Maupassant, discípulo de Flaubert, ensinava que a linguagem é a especificidade infinita, que não há dois grãos de areia idênticos, e que seja o que for que pretendamos dizer há apenas uma palavra para o exprimir, um verbo para o fazer mover, um adjetivo para o qualificar. Para descrever um incêndio ou uma árvore numa planície temos de observar esse fogo e essa árvore, até que não se pareçam com nenhum outro fogo e nenhuma outra árvore. Agustina Bessa-Luís seguia este ensinamento na perfeição, escolhendo as palavras uma a uma a partir de um leque infindável de palavras de que tinha memória, e que conjugava com exatidão para lhes atribuir um significado preciso.

A memória tem aqui um papel fundamental. Não é que não conheçamos as palavras que a autora utiliza. O problema é que algumas delas nos surpreendem como os velhos conhecidos, que nos fazem estremecer por uns segundos enquanto não nos lembramos exatamente de quem são. Na verdade, os jornais, os relatórios, os discursos comuns, usam sempre as mesmas palavras. Aliás, quanto mais se acentuar a tendência para recorrer a modelos de linguagem generativa como o ChatGPT para elaborar discursos, mais depressa veremos sair da nossa memória as palavras que emprega Agustina. Embora o ChatGPT saiba o que elas significam, treinado como está com múltiplos dicionários exaustivos de palavras, não é provável que as utilize, desenvolvido como é segundo uma lógica preditiva que lhe exige que utilize a palavra que provavelmente surgirá na sequência de outra. É escusado dizer que, estatisticamente, as palavras genéricas são mais utilizadas do que as palavras específicas, e daí o desaparecimento das últimas.

A favor da memorização, uma capacidade cada vez mais em desuso no ensino e, aparentemente, cada vez mais desnecessária no dia-a-dia, George Steiner defendia que aquilo que sabemos de cor amadurecerá e desenvolver-se-á dentro de nós. Segundo o autor, o texto memorizado interage com a nossa existência temporal, modificando as nossas experiências e sendo dialeticamente modificado por elas. “Quando mais vigoroso for o músculo da memória, mais bem protegido estará o nosso ser integral”. 

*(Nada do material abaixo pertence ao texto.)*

impl<T: JsonTransport> UradmonClient<T> {
    /// Create a client with a custom transport.
    pub fn with_transport(
        transport: T,
        credentials: UradmonCredentials,
        api_url: &str,
    ) -> RadiationResult<Self> {
        let api_url = parse_api_url(api_url)
            .map_err(RadiationError::InvalidUrl)?
            .to_string();
        Ok(Self {
            transport,
            credentials,
            api_url,
        })
    }

    /// The API endpoint.
    pub fn api_url(&self) -> &str {
        &self.api_url
    }

    /// The underlying transport.
    pub fn transport(&self) -> &T {
        &self.transport
    }

    /// The request [`fetch`](Self::fetch) sends.
    pub fn request(&self) -> ApiRequest {
        let c = &self.credentials;
        ApiRequest {
            url: self.api_url.clone(),
            query: vec![
                ("id".to_string(), c.device_id.clone()),
                ("userid".to_string(), c.user_id.clone()),
                ("userkey".to_string(), c.user_key.clone()),
            ],
            headers: vec![
                ("X-User-id".to_string(), c.user_id.clone()),
                ("X-User-hash".to_string(), c.user_key.clone()),
            ],
        }
    }

    /// Fetch the current radiation reading. Exactly one request is made.
    pub async fn fetch(&self) -> RadiationResult<RadiationReading> {
        let body = self.transport.get_json(&self.request()).await?;
        let reading = parse_payload(&self.credentials.device_id, &body)?;
        tracing::debug!(
            device = %reading.device_id,
            value = reading.value,
            online = reading.online,
            "radiation read"
        );
        Ok(reading)
    }
}

// ==========================================================================
// Payload parsing
// ==========================================================================

/// Extract the reading for `device_id` from an API response body.
pub fn parse_payload(device_id: &str, body: &Value) -> RadiationResult<RadiationReading> {
    match body {
        Value::Object(map) if map.contains_key("radiation") => {
            let value = map.get("radiation").and_then(number).ok_or_else(|| {
                RadiationError::Parse("\"radiation\" is not a number".to_string())
            })?;
            let mut reading = RadiationReading::new(device_id, value);
            if let Some(unit) = map.get("unit").and_then(Value::as_str) {
                reading.unit = unit.to_string();
            }
            reading.cpm = map.get("cpm").and_then(number);
            Ok(reading)
        }
        Value::Object(map) if map.contains_key("error") => Err(RadiationError::Parse(format!(
            "API reported an error: {}",
            map.get("error").and_then(text).unwrap_or_default()
        ))),
        Value::Array(devices) => {
            let entry = devices
                .iter()
                .find(|d| {
                    d.get("id")
                        .and_then(text)
                        .is_some_and(|id| id.eq_ignore_ascii_case(device_id))
                })
                .ok_or_else(|| {
                    RadiationError::Parse(format!(
                        "device {device_id} not present in API response"
                    ))
                })?;

            let cpm = required_number(entry, "avg_cpm")?;
            let factor = required_number(entry, "factor")?;
            let mut reading = RadiationReading::from_cpm(device_id, cpm, factor);
            reading.voltage = entry.get("avg_voltage").and_then(number);
            // avg_duty is reported in tenths of a percent
            reading.duty = entry.get("avg_duty").and_then(number).map(|d| d / 10.0);
            reading.online = entry.get("status").and_then(text).as_deref() == Some("1");
            Ok(reading)
        }
        other => Err(RadiationError::Parse(format!(
            "expected a device list or an object with a \"radiation\" field, got {}",
            kind(other)
        ))),
    }
}
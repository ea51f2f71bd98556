//! Greenness (Excess Green style) pixel classification for canopy photos.

use crate::domain::model::{BiomassEstimate, ImageAnalysisResult};
use crate::utils::error::{PhytoError, Result};
use image::{Rgb, RgbImage};

/// Grams of current biomass per percent of green canopy.
pub const BIOMASS_FACTOR: f64 = 3.5;
/// Growth multiplier from current biomass to the day-40 projection.
pub const GROWTH_FACTOR: f64 = 4.2;

#[inline]
pub fn is_green(pixel: &Rgb<u8>) -> bool {
    let [r, g, b] = pixel.0;
    g > r && g > b
}

/// ITU-R 601-2 luma in 16-bit fixed point, rounded.
#[inline]
pub fn luminance(pixel: &Rgb<u8>) -> u8 {
    let [r, g, b] = pixel.0;
    let l = (19595 * u32::from(r) + 38470 * u32::from(g) + 7471 * u32::from(b) + 0x8000) >> 16;
    l as u8
}

pub fn decode_image(bytes: &[u8]) -> Result<RgbImage> {
    if bytes.is_empty() {
        return Err(PhytoError::ImageDecodeError {
            reason: "uploaded file is empty".to_string(),
        });
    }

    let decoded = image::load_from_memory(bytes).map_err(|e| PhytoError::ImageDecodeError {
        reason: e.to_string(),
    })?;
    Ok(decoded.to_rgb8())
}

pub fn analyze_greenness(image: &RgbImage) -> ImageAnalysisResult {
    let total = u64::from(image.width()) * u64::from(image.height());
    if total == 0 {
        return ImageAnalysisResult {
            green_ratio_percent: 0.0,
            masked_image: image.clone(),
        };
    }

    let mut masked = image.clone();
    let mut green = 0u64;
    for pixel in masked.pixels_mut() {
        if is_green(pixel) {
            green += 1;
        } else {
            let l = luminance(pixel);
            *pixel = Rgb([l, l, l]);
        }
    }

    ImageAnalysisResult {
        green_ratio_percent: green as f64 / total as f64 * 100.0,
        masked_image: masked,
    }
}

pub fn estimate_biomass(
    green_ratio_percent: f64,
    biomass_factor: f64,
    growth_factor: f64,
) -> BiomassEstimate {
    let current_biomass_g = green_ratio_percent * biomass_factor;
    BiomassEstimate {
        green_ratio_percent,
        current_biomass_g,
        projected_yield_g: current_biomass_g * growth_factor,
    }
}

Por conseguinte, não só a linguagem é cada vez mais simples, como cada vez temos menos necessidade de memorizar o que quer que seja. Além de não sabermos descrever com precisão uma viagem, teremos dificuldade em argumentar com profundidade quando conhecemos e memorizamos menos palavras do que antigamente e é natural que vejamos também enfraquecer o nosso espírito crítico.

É um problema grave, esta perda de palavras, contra o qual já fomos avisados vezes sem conta. Orwell tinha uma expressão específica para isto, “Newspeak”, através da qual um estado totalitário restringia a gramática e o vocabulário dos cidadãos com o objetivo de diminuir a sua capacidade de pensar. A perda de palavras leva à deterioração de uma democracia, à perda da criatividade, e envolve também a perda da nossa história e cultura que está tão cheia de palavras difíceis e de significado.